Thursday, March 09, 2006

The Famous Indian Rope Trick

The Indian rope trick, some say it is just a myth, others say it is nothing more than mass hypnosis, still others profess a belief that it was really magic. The trick, involving a coil of rope extended skyward, has yet to be replicated by modern day magicians despite centuries of exhaustive study by scholars and expert magicians. Is it real magic or something else…

In the classic account a fakir tosses a rope skyward and it proceeds to stand straight up. The fakir's assistant, always a young boy, begins to climb the rope. In one early account from India in the 14th century, tells of a magician using a coil of rope with a large wooden ball tied to one end. The magician tossed the wooden ball high into the air. Instead of returning to the ground, it rose higher and higher until the rope disappeared into the clouds. A small boy (the magician's assistant) jumped to the rope and began climbing hand over hand until he too disappeared into the clouds. After a few minutes the magician called the boy - no reply. The frustrated mystic grasped a scimitar or similar weapon, and began climbing skyward. Moments later the crowd began hearing screams of pain and a small object fell to the ground. The boy's apparently severed limbs are what dropped to the ground, covered with blood. After a few seconds the fakir descends and tosses the limbs into a basket. The man strikes the basket with his stick an the boy, now miraculously restored, jumped to his feet with glee.
The trick continued to astound onlookers well into the early 1930's. Many of the world's greatest magicians traveled to India in hopes of tracing the origin of the effect but to no avail. For a time it seemed that the trick was destined to remain eternally out of reach.

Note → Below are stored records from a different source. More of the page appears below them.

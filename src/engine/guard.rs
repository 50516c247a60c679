use std::sync::Arc;

use chrono::NaiveDate;
use dashmap::DashMap;
use tokio::sync::Mutex;
use tracing::debug;
use ulid::Ulid;

use crate::interval;
use crate::limits::*;
use crate::model::*;

use super::{Engine, EngineError};

pub type SharedHolds = Arc<Mutex<Vec<ReservationToken>>>;

/// Per-(bay, date) critical sections and the holds granted under them.
///
/// The mutex for a key guards that key's hold list; holding it is what makes
/// check-then-reserve atomic. Unrelated keys never share a lock.
#[derive(Default)]
pub struct ReservationGuard {
    slots: DashMap<SlotKey, SharedHolds>,
    /// token -> (key, expires_at). Outlives the hold itself so a late
    /// `complete` can tell an expired token from an unknown one.
    token_to_slot: DashMap<Ulid, (SlotKey, Ms)>,
}

impl ReservationGuard {
    pub fn new() -> Self {
        Self::default()
    }

    /// The critical section for `key`, created on first use.
    pub fn slot(&self, key: SlotKey) -> SharedHolds {
        self.slots.entry(key).or_default().clone()
    }

    pub fn slot_of(&self, token_id: &Ulid) -> Option<SlotKey> {
        self.token_to_slot.get(token_id).map(|e| e.0)
    }

    /// Unexpired holds on `key`. Waits for an in-flight reservation on the same key.
    pub async fn live_holds(&self, key: &SlotKey, now: Ms) -> Vec<ReservationToken> {
        let Some(slot) = self.slots.get(key).map(|e| e.clone()) else {
            return Vec::new();
        };
        let holds = slot.lock().await;
        holds.iter().filter(|t| t.is_live(now)).cloned().collect()
    }

    /// Expired tokens across every key. Keys whose lock is busy are skipped
    /// and picked up on the next sweep.
    pub fn collect_expired(&self, now: Ms) -> Vec<(Ulid, SlotKey)> {
        let mut expired = Vec::new();
        for entry in self.slots.iter() {
            if let Ok(holds) = entry.value().try_lock() {
                expired.extend(
                    holds
                        .iter()
                        .filter(|t| !t.is_live(now))
                        .map(|t| (t.id, t.key())),
                );
            }
        }
        expired
    }

    /// Number of unexpired tokens.
    pub fn active_count(&self, now: Ms) -> usize {
        self.token_to_slot.iter().filter(|e| e.value().1 > now).count()
    }

    /// Drop expired holds from a locked list. Their index entries stay until
    /// [`forget_expired_before`](Self::forget_expired_before).
    fn prune(&self, holds: &mut Vec<ReservationToken>, now: Ms) -> usize {
        let before = holds.len();
        holds.retain(|t| t.is_live(now));
        before - holds.len()
    }

    /// Drop index entries of tokens that expired before `cutoff`.
    pub fn forget_expired_before(&self, cutoff: Ms) {
        self.token_to_slot.retain(|_, (_, expires_at)| *expires_at >= cutoff);
    }

    /// Remove one token from its slot. An already pruned token that is still
    /// indexed comes back as `TokenExpired`.
    async fn take(&self, token_id: Ulid) -> Result<ReservationToken, EngineError> {
        let key = self.slot_of(&token_id).ok_or(EngineError::NotFound(token_id))?;
        let slot = self.slot(key);
        let mut holds = slot.lock().await;
        let pos = holds.iter().position(|t| t.id == token_id);
        self.token_to_slot.remove(&token_id);
        match pos {
            Some(pos) => Ok(holds.remove(pos)),
            None => Err(EngineError::TokenExpired(token_id)),
        }
    }

    /// Drop slot entries with no holds left and no other users.
    pub fn shrink(&self) {
        self.slots.retain(|_, slot| {
            Arc::strong_count(slot) > 1 || slot.try_lock().map(|h| !h.is_empty()).unwrap_or(true)
        });
    }
}

impl Engine {
    /// Check a requested range against working hours and current occupancy and,
    /// if free, grant a short-lived hold on it.
    pub async fn reserve(&self, bay_id: BayId, date: NaiveDate, start: Ms, end: Ms) -> ReservationDecision {
        let decision = match self.try_reserve(bay_id, date, start, end).await {
            Ok(token) => {
                debug!("reserved {}..{} on {bay_id}@{date} as {}", start, end, token.id);
                metrics::counter!(crate::observability::RESERVATIONS_TOTAL, "outcome" => "accept").increment(1);
                ReservationDecision::Accept(token)
            }
            Err(e) => {
                debug!("rejected {}..{} on {bay_id}@{date}: {e}", start, end);
                let label = crate::observability::rejection_label(&e);
                metrics::counter!(crate::observability::RESERVATIONS_TOTAL, "outcome" => label).increment(1);
                ReservationDecision::Reject(e)
            }
        };
        metrics::gauge!(crate::observability::HOLDS_ACTIVE).set(self.guard.active_count(self.now()) as f64);
        decision
    }

    async fn try_reserve(&self, bay_id: BayId, date: NaiveDate, start: Ms, end: Ms) -> Result<ReservationToken, EngineError> {
        let requested = TimeRange::new(start, end)?;
        if requested.duration_ms() > MAX_RESERVATION_DURATION_MS {
            return Err(EngineError::InvalidRange(format!(
                "reservation of {} ms exceeds the {} ms maximum",
                requested.duration_ms(),
                MAX_RESERVATION_DURATION_MS
            )));
        }
        self.check_reserve_horizon(date)?;
        let day = self.calendar().day_range(date)?;
        if !day.contains_range(&requested) {
            return Err(EngineError::InvalidRange(format!("range {start}..{end} is not within {date}")));
        }
        if start < self.now() {
            return Err(EngineError::InvalidRange(format!("range {start}..{end} starts in the past")));
        }

        let windows = self.resolver.resolve(bay_id, date)?;
        if !interval::covered_by(&requested, &windows) {
            return Err(EngineError::OutsideWorkingHours { requested });
        }

        let key = SlotKey::new(bay_id, date);
        let slot = self.guard.slot(key);
        let mut holds = slot.lock().await;
        let entered = std::time::Instant::now();

        // Authoritative occupancy, never from cache.
        let busy = self.busy.build(bay_id, day).await?;
        let conflicts = busy.conflicting(&requested);
        if !conflicts.is_empty() {
            return Err(EngineError::SlotConflict { conflicts });
        }

        let now = self.now();
        self.guard.prune(&mut holds, now);
        if holds.iter().any(|t| t.range.overlaps(&requested)) {
            return Err(EngineError::SlotConflict { conflicts: Vec::new() });
        }
        if holds.len() >= MAX_HOLDS_PER_SLOT {
            return Err(EngineError::LimitExceeded("too many outstanding reservations for this bay and date"));
        }

        let token = ReservationToken {
            id: Ulid::new(),
            bay_id,
            date,
            range: requested,
            expires_at: now + self.config.token_ttl_ms,
        };
        holds.push(token.clone());
        self.guard.token_to_slot.insert(token.id, (key, token.expires_at));
        drop(holds);

        metrics::histogram!(crate::observability::RESERVE_CRITICAL_SECTION_SECONDS)
            .record(entered.elapsed().as_secs_f64());
        self.invalidate_key(key, "reservation");
        Ok(token)
    }

    /// The booking for `token_id` has been persisted; drop the hold.
    pub async fn complete(&self, token_id: Ulid) -> Result<ReservationToken, EngineError> {
        let token = self.guard.take(token_id).await?;
        self.invalidate_key(token.key(), "reservation");
        if !token.is_live(self.now()) {
            return Err(EngineError::TokenExpired(token_id));
        }
        Ok(token)
    }

    /// Give a hold back without booking it.
    pub async fn release(&self, token_id: Ulid) -> Result<ReservationToken, EngineError> {
        let token = self.guard.take(token_id).await?;
        self.invalidate_key(token.key(), "reservation");
        Ok(token)
    }

    /// Sweep expired holds and invalidate their keys. Returns how many were dropped.
    pub async fn reap_expired_holds(&self) -> usize {
        let now = self.now();
        let mut reaped = 0;
        for (token_id, key) in self.guard.collect_expired(now) {
            let slot = self.guard.slot(key);
            let mut holds = slot.lock().await;
            let removed = self.guard.prune(&mut holds, now);
            drop(holds);
            if removed > 0 {
                debug!("reaped expired hold {token_id} on {key}");
                self.invalidate_key(key, "hold_expired");
                reaped += removed;
            }
        }
        self.guard.forget_expired_before(now - self.config.token_ttl_ms);
        self.guard.shrink();
        metrics::counter!(crate::observability::HOLDS_REAPED_TOTAL).increment(reaped as u64);
        metrics::gauge!(crate::observability::HOLDS_ACTIVE).set(self.guard.active_count(now) as f64);
        reaped
    }
}
use std::sync::Arc;

use tokio_util::sync::CancellationToken;
use tracing::info;

use bayslot::clock::SystemClock;
use bayslot::config::ServiceConfig;
use bayslot::engine::{self, Engine};
use bayslot::ledger::Ledger;
use bayslot::notify::NotifyHub;
use bayslot::reaper;
use bayslot::schedule::StaticSchedule;

#[tokio::main]
async fn main() -> Result<(), Box<dyn std::error::Error>> {
    tracing_subscriber::fmt::init();

    let config = ServiceConfig::from_env()?;
    bayslot::observability::init(config.metrics_port)?;

    // Ensure data directory exists
    std::fs::create_dir_all(&config.data_dir)?;

    let notify = Arc::new(NotifyHub::new());
    let ledger = Arc::new(Ledger::open(config.data_dir.join("ledger.wal"), notify.clone())?);
    let schedule = Arc::new(StaticSchedule::load(&config.schedule_file)?);
    let engine = Arc::new(Engine::new(
        config.engine.clone(),
        schedule,
        ledger.clone(),
        Arc::new(SystemClock),
    ));

    info!("bayslot started");
    info!("  data_dir: {}", config.data_dir.display());
    info!("  schedule: {}", config.schedule_file.display());
    info!("  timezone: {}", config.engine.timezone);
    info!("  granularity: {} min", config.engine.granularity_ms / 60_000);
    info!("  token ttl: {} s", config.engine.token_ttl_ms / 1_000);
    info!(
        "  metrics: {}",
        config
            .metrics_port
            .map_or("disabled".to_string(), |p| format!("http://0.0.0.0:{p}/metrics"))
    );

    let shutdown = CancellationToken::new();
    let tasks = vec![
        tokio::spawn(engine::run_invalidation_listener(
            engine.clone(),
            notify.subscribe_all(),
            shutdown.clone(),
        )),
        tokio::spawn(reaper::run_reaper(engine.clone(), shutdown.clone())),
        tokio::spawn(reaper::run_compactor(ledger.clone(), config.compact_threshold, shutdown.clone())),
        tokio::spawn(engine::run_materializer(engine.clone(), shutdown.clone())),
    ];

    // Graceful shutdown on SIGTERM/ctrl-c
    let ctrl_c = tokio::signal::ctrl_c();
    #[cfg(unix)]
    {
        let mut sigterm = tokio::signal::unix::signal(tokio::signal::unix::SignalKind::terminate())
            .expect("failed to register SIGTERM handler");
        tokio::select! {
            _ = ctrl_c => {}
            _ = sigterm.recv() => {}
        }
    }
    #[cfg(not(unix))]
    {
        ctrl_c.await.ok();
    }

    info!("shutdown signal received, stopping background tasks");
    shutdown.cancel();
    for task in tasks {
        if let Err(e) = task.await {
            tracing::error!("background task failed: {e}");
        }
    }

    info!("bayslot stopped");
    Ok(())
}
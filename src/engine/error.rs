use thiserror::Error;
use ulid::Ulid;

use crate::model::{BayId, BookingOccupancy, TimeRange};

#[derive(Debug, Clone, PartialEq, Eq, Error)]
pub enum EngineError {
    /// Malformed input: inverted bounds, out-of-horizon date, DST-ambiguous time.
    #[error("invalid range: {0}")]
    InvalidRange(String),
    #[error("[{}, {}) is outside working hours", .requested.start(), .requested.end())]
    OutsideWorkingHours { requested: TimeRange },
    #[error("conflicts with {}", describe_conflicts(.conflicts))]
    SlotConflict { conflicts: Vec<BookingOccupancy> },
    #[error("booking store did not answer in time")]
    UpstreamTimeout,
    #[error("could not materialize bay {bay_id}: {reason}")]
    MaterializationFailure { bay_id: BayId, reason: String },
    #[error("not found: {0}")]
    NotFound(Ulid),
    #[error("already exists: {0}")]
    AlreadyExists(Ulid),
    #[error("reservation token expired: {0}")]
    TokenExpired(Ulid),
    #[error("limit exceeded: {0}")]
    LimitExceeded(&'static str),
    #[error("booking store error: {0}")]
    Store(String),
    #[error("WAL error: {0}")]
    WalError(String),
}

impl EngineError {
    /// Whether the same request may succeed if simply repeated.
    pub fn is_retryable(&self) -> bool {
        matches!(self, EngineError::UpstreamTimeout | EngineError::Store(_))
    }
}

fn describe_conflicts(conflicts: &[BookingOccupancy]) -> String {
    if conflicts.is_empty() {
        return "an outstanding reservation".to_string();
    }
    conflicts
        .iter()
        .map(|c| {
            format!(
                "booking {} at [{}, {})",
                c.booking_id,
                c.scheduled.start(),
                c.scheduled.end()
            )
        })
        .collect::<Vec<_>>()
        .join(", ")
}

In 1955, a Indian guru named Sadju Vadramakrishna came forward and announced he had performed the trick himself. He claimed that the trick, when performed at night, owed much of its success to the blinding torches placed around the perimeter of the audience. The torches he explained, allowed the crowd to see no more than 15 feet into the sky. Beforehand, he had placed a thin wire, tied between 2 strong trees about 20 feet off of the ground. The wooden ball, fitted with a large hook, grappled the wire making the rope appear to be suspended in mid air. He and his assistant were both skilled acrobats who could easily remain perched atop the wire. The body parts? Concealed in his cloak were the remains of a dead monkey which he slowly tossed to the ground. Upon returning to the ground, his assistant, also hidden under his cloak, would magically appear culminating this remarkable act of deception.
Although Vadramakrishna's vague explanation served to satisfy most casual listeners, others had their doubts. What he failed to explain and what thousands of eyewitnesses reported, was how the trick was performed from the 14th century onward in broad daylight.
An early account of the rope trick appeared in the Chicago Tribune in 1890 under the byline Fred S. Ellmore. The story gained worldwide notoriety, and numerous similar accounts appeared over the years. But no one could ever come up with a convincing eyewitness account, photographs, etc. Nor was there a satisfactory response to the reward offered by a British magicians' association for an actual performance. Then a few years ago University of Edinburgh researcher Peter Lamont took a closer look at that 1890 Tribune article. Four months later, he found, the editors had confessed in print that the whole thing was a hoax to sell more newspapers--Fred S. Ellmore, get it? This may not be the last word on the subject--when last heard from, Lamont was traveling to India to see what more he could learn.

So, magic or a total fake? I am not really sure, just file this one away in the ‘we need more info’ file!